Ah, solving that question
Brings the priest and the doctor
In their long coats
Running over the fields.
These examples, whether from clinical practice or in classroom or ward teaching, demonstrate the utility and gifts of narrative routines in health care. We hope you can trace the similarity of our work with patients and peers and our work with students. We fuel our own teaching of these skills with the benefits that these skills have given to us in practice. Our own clinical-narrative experience gives us a place from which to continue to develop these skills, to research their outcomes for other groups, and to convey them to learners who have entrusted us with their educations.
Narrative medicine methods donate methods of teaching, methods of doing, and methods of studying what might have been accomplished. As this young field develops, a robust outcomes research agenda is unfolding. Using various methodological approaches, researchers are measuring and articulating the consequences for clinicians, students, and patients of rigorous narrative work in clinical settings. Already, researchers in narrative medicine have documented improvements in team cohesion, deepening of cultural sensitivity, improvements in individual practitioners’ ability to adopt patients’ perspectives, improvements in medical interviewing and relationship-building skills, decreases in burnout, and decreases in compassion fatigue.

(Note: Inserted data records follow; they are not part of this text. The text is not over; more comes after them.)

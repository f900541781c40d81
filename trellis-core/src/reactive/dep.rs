//! Dependency Store
//!
//! The store is the central registry connecting data to the computations
//! that read it. It maps a raw object's identity to a per-key set of
//! subscriber effect ids.
//!
//! # How It Works
//!
//! 1. When a wrapped object is read inside a running effect, [`track`]
//!    records the effect as a subscriber of that (object, key) pair.
//!
//! 2. The effect keeps a back-reference to every dependency set it joined,
//!    so it can fully unsubscribe before its next run.
//!
//! 3. When a wrapped object is written, [`trigger`] gathers the subscribers
//!    of the written key - plus the subscribers of the reserved iteration
//!    key when the key set itself changed - and re-runs each one (or invokes
//!    its scheduler instead).
//!
//! Dependency sets are created lazily on first tracked read and never
//! explicitly destroyed; an empty set is harmless.
//!
//! # Fan-out ordering
//!
//! Computed runners are invoked before plain effects. A plain effect that
//! reads a computed value during its re-run is therefore guaranteed to see
//! the computed's dirty flag already refreshed.

use std::collections::{HashMap, HashSet};
use std::sync::{Arc, OnceLock};

use parking_lot::RwLock;

use super::context;
use super::effect::{self, EffectBody, EffectId, EffectKind};
use crate::value::{Obj, PropKey};

/// The kind of read being tracked. Informational except that iteration
/// reads are recorded under the reserved [`DepKey::Iterate`] key.
#[derive(Clone, Copy, PartialEq, Eq, Debug)]
pub enum TrackOp {
    /// A keyed value read.
    Get,
    /// A keyed existence check.
    Has,
    /// A key enumeration or size read.
    Iterate,
}

impl std::fmt::Display for TrackOp {
    fn fmt(&self, f: &mut std::fmt::Formatter<'_>) -> std::fmt::Result {
        f.write_str(match self {
            TrackOp::Get => "get",
            TrackOp::Has => "has",
            TrackOp::Iterate => "iterate",
        })
    }
}

/// The kind of write being triggered. `Add` and `Delete` change the key set
/// and therefore also notify iteration subscribers; `Clear` notifies every
/// subscriber of the target.
#[derive(Clone, Copy, PartialEq, Eq, Debug)]
pub enum TriggerOp {
    /// An existing key was reassigned to a different value.
    Set,
    /// A key was added.
    Add,
    /// A key was removed.
    Delete,
    /// Every entry was removed at once.
    Clear,
}

impl std::fmt::Display for TriggerOp {
    fn fmt(&self, f: &mut std::fmt::Formatter<'_>) -> std::fmt::Result {
        f.write_str(match self {
            TriggerOp::Set => "set",
            TriggerOp::Add => "add",
            TriggerOp::Delete => "delete",
            TriggerOp::Clear => "clear",
        })
    }
}

/// A key in the dependency store: either a concrete property key or the
/// reserved iteration marker that enumeration-sensitive reads subscribe to.
#[derive(Clone, PartialEq, Eq, Hash, Debug)]
pub enum DepKey {
    /// A concrete property key.
    Prop(PropKey),
    /// The reserved iteration marker.
    Iterate,
}

impl From<PropKey> for DepKey {
    fn from(key: PropKey) -> Self {
        DepKey::Prop(key)
    }
}

impl From<&str> for DepKey {
    fn from(key: &str) -> Self {
        DepKey::Prop(PropKey::from(key))
    }
}

impl From<String> for DepKey {
    fn from(key: String) -> Self {
        DepKey::Prop(PropKey::from(key))
    }
}

impl From<usize> for DepKey {
    fn from(index: usize) -> Self {
        DepKey::Prop(PropKey::from(index))
    }
}

impl std::fmt::Display for DepKey {
    fn fmt(&self, f: &mut std::fmt::Formatter<'_>) -> std::fmt::Result {
        match self {
            DepKey::Prop(key) => write!(f, "{key}"),
            DepKey::Iterate => f.write_str("<iterate>"),
        }
    }
}

/// One dependency set: the effects subscribed to one (object, key) pair.
type Dep = HashSet<EffectId>;

/// Per-target map of key → dependency set.
type KeyDeps = HashMap<DepKey, Dep>;

// Global store of target identity → key → subscribers.
static TARGET_MAP: OnceLock<RwLock<HashMap<u64, KeyDeps>>> = OnceLock::new();

fn target_map() -> &'static RwLock<HashMap<u64, KeyDeps>> {
    TARGET_MAP.get_or_init(|| RwLock::new(HashMap::new()))
}

/// Record that the currently-running effect depends on `(target, key)`.
///
/// A no-op when no effect is running or the running effect has been
/// stopped. Exposed so collaborators implementing parallel handler tables
/// can participate in the same dependency graph.
pub fn track(target: &Obj, op: TrackOp, key: impl Into<DepKey>) {
    track_raw(target.id(), op, key.into());
}

pub(crate) fn track_raw(target_id: u64, op: TrackOp, key: DepKey) {
    let Some(effect) = context::current() else {
        return;
    };
    if !effect.is_active() {
        return;
    }

    // Enumeration reads all land on the reserved key, whatever the caller
    // passed alongside the op.
    let key = if op == TrackOp::Iterate {
        DepKey::Iterate
    } else {
        key
    };

    tracing::trace!(target_id, op = %op, key = %key, effect = ?effect.id(), "track");
    subscribe(target_id, key, &effect);
}

/// Add `effect` to the dependency set for `(target_id, key)`, creating the
/// set if absent, and record the back-reference on the effect. Subscribing
/// an effect that is already a member is a no-op (set semantics).
pub(crate) fn subscribe(target_id: u64, key: DepKey, effect: &Arc<EffectBody>) {
    let inserted = {
        let mut map = target_map().write();
        map.entry(target_id)
            .or_default()
            .entry(key.clone())
            .or_default()
            .insert(effect.id())
    };

    if inserted {
        effect.push_dep((target_id, key));
    }
}

/// Remove `effect_id` from the dependency set for `(target_id, key)`.
/// The set itself is left in place; emptiness is harmless.
pub(crate) fn remove_subscriber(target_id: u64, key: &DepKey, effect_id: EffectId) {
    let mut map = target_map().write();
    if let Some(keymap) = map.get_mut(&target_id) {
        if let Some(dep) = keymap.get_mut(key) {
            dep.remove(&effect_id);
        }
    }
}

/// Notify every computation depending on `(target, key)` that it changed.
///
/// Gathers the literal key's subscribers, unioned with the iteration
/// subscribers for key-set changes (`Add`/`Delete`) and with every
/// subscriber of the target for `Clear`. Computed runners are invoked
/// first, plain effects second; an effect with a scheduler has the
/// scheduler invoked instead of being re-run. Triggering a target nothing
/// ever tracked is a guaranteed no-op.
pub fn trigger(target: &Obj, op: TriggerOp, key: Option<DepKey>) {
    trigger_raw(target.id(), op, key);
}

pub(crate) fn trigger_raw(target_id: u64, op: TriggerOp, key: Option<DepKey>) {
    let mut ids: HashSet<EffectId> = HashSet::new();
    {
        let map = target_map().read();
        let Some(keymap) = map.get(&target_id) else {
            return;
        };

        if op == TriggerOp::Clear {
            for dep in keymap.values() {
                ids.extend(dep.iter().copied());
            }
        } else {
            if let Some(key) = &key {
                if let Some(dep) = keymap.get(key) {
                    ids.extend(dep.iter().copied());
                }
            }
            if matches!(op, TriggerOp::Add | TriggerOp::Delete) {
                if let Some(dep) = keymap.get(&DepKey::Iterate) {
                    ids.extend(dep.iter().copied());
                }
            }
        }
    }

    if ids.is_empty() {
        return;
    }

    // Resolve ids to live effects, partitioned by kind for the two-pass
    // ordering. Effects whose last handle was dropped are pruned here.
    let mut computed_runners = Vec::new();
    let mut plain_effects = Vec::new();
    let mut dead = Vec::new();
    for id in &ids {
        match effect::lookup(*id) {
            Some(body) => match body.kind() {
                EffectKind::Computed => computed_runners.push(body),
                EffectKind::Plain => plain_effects.push(body),
            },
            None => dead.push(*id),
        }
    }

    if !dead.is_empty() {
        let mut map = target_map().write();
        if let Some(keymap) = map.get_mut(&target_id) {
            for dep in keymap.values_mut() {
                for id in &dead {
                    dep.remove(id);
                }
            }
        }
    }

    tracing::trace!(
        target_id,
        op = %op,
        key = ?key,
        scheduled = computed_runners.len() + plain_effects.len(),
        "trigger"
    );

    // No store lock is held while subscribers run; their own reads and
    // writes re-enter the store freely.
    for body in &computed_runners {
        EffectBody::schedule(body);
    }
    for body in &plain_effects {
        EffectBody::schedule(body);
    }
}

The field of narrative medicine is continuing its search for insight, for contact, for affiliation. In days of health care reform, of now drastic movement toward accountable care organizations and medical homes, where the care will be delivered and funded on the basis of not just cost effectiveness but continuity, the health of teams and the inner health of individual practitioners will be critical. We think that narrative training will equip both seasoned and emerging clinicians with the wherewithal to come to know the self, to be permeable to peers and patients, to make that healing contact with patients and peers now so dangerously lacking in the care we give to our sick. We close with Henry James’s description of what the reader does:
To lend himself, to project himself and steep himself, to feel and feel till he understands and to understand so well that he can say, to have perception at the pitch of passion and expression as embracing as the air, to be infinitely curious and incorrigibly patient, and yet plastic and inflammable and determinable. . [T]hese are the fine chances for an active mind, chances to add the idea of independent beauty to the conception of success.